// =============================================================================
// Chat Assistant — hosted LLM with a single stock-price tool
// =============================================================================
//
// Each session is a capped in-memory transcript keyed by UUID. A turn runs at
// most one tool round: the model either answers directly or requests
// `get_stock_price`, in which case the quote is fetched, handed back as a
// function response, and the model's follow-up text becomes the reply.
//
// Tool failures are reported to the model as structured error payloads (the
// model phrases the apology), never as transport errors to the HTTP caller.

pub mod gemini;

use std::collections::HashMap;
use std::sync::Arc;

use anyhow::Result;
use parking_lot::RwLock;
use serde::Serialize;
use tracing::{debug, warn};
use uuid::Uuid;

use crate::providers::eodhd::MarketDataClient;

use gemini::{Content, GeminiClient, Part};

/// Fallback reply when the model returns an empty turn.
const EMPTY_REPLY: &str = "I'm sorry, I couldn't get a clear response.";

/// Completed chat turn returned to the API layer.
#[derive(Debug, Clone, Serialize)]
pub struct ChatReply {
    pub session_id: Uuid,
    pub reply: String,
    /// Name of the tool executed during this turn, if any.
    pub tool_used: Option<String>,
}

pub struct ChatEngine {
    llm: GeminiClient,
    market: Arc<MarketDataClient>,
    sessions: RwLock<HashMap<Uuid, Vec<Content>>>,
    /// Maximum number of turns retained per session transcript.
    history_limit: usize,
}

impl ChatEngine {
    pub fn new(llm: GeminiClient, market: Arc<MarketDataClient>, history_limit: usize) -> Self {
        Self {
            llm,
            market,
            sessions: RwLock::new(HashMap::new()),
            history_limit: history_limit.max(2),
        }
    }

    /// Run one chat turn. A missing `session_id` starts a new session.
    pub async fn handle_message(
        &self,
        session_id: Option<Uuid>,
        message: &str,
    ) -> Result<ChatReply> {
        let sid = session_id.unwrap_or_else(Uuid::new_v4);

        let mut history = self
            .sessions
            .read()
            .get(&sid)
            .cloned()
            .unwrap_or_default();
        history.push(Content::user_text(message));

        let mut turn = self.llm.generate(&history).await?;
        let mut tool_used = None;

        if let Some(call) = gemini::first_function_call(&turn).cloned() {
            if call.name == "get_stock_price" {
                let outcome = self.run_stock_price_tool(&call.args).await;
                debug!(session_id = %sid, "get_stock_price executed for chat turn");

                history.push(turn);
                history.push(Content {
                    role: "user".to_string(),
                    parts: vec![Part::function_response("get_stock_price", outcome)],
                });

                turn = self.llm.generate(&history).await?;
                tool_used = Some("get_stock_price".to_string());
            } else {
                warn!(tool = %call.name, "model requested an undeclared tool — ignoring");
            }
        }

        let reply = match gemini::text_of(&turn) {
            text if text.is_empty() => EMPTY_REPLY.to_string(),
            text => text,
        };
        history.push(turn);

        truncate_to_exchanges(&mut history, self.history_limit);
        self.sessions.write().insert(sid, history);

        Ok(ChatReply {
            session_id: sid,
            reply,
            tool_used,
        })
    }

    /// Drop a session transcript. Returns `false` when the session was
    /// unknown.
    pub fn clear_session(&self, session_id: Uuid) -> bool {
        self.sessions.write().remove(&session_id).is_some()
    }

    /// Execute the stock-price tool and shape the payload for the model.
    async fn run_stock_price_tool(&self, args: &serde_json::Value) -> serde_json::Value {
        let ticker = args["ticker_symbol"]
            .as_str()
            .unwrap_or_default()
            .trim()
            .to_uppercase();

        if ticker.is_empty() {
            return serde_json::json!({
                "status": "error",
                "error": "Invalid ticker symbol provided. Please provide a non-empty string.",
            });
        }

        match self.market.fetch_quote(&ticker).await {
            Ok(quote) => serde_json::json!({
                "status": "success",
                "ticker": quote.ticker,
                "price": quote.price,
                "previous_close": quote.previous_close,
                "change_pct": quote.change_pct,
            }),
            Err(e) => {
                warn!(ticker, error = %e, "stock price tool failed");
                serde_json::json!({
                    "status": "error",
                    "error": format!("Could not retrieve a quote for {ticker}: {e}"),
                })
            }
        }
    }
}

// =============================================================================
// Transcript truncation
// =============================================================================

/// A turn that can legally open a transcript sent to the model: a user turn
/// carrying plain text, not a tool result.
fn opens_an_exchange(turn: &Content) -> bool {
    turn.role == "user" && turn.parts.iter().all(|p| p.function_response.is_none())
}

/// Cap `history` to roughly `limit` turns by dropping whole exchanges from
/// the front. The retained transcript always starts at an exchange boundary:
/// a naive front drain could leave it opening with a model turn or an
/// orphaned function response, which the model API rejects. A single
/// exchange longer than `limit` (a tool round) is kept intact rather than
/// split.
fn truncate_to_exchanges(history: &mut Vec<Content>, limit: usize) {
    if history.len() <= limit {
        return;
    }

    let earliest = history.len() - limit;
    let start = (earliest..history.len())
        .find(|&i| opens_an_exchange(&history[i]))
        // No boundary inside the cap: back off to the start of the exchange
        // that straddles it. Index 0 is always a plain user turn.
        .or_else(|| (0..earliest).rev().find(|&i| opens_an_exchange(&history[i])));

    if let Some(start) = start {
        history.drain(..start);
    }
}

________________

What this task involves — Using the data above, show each line where "plain" occurs.

Expected answer —
/// carrying plain text, not a tool result.
        // that straddles it. Index 0 is always a plain user turn.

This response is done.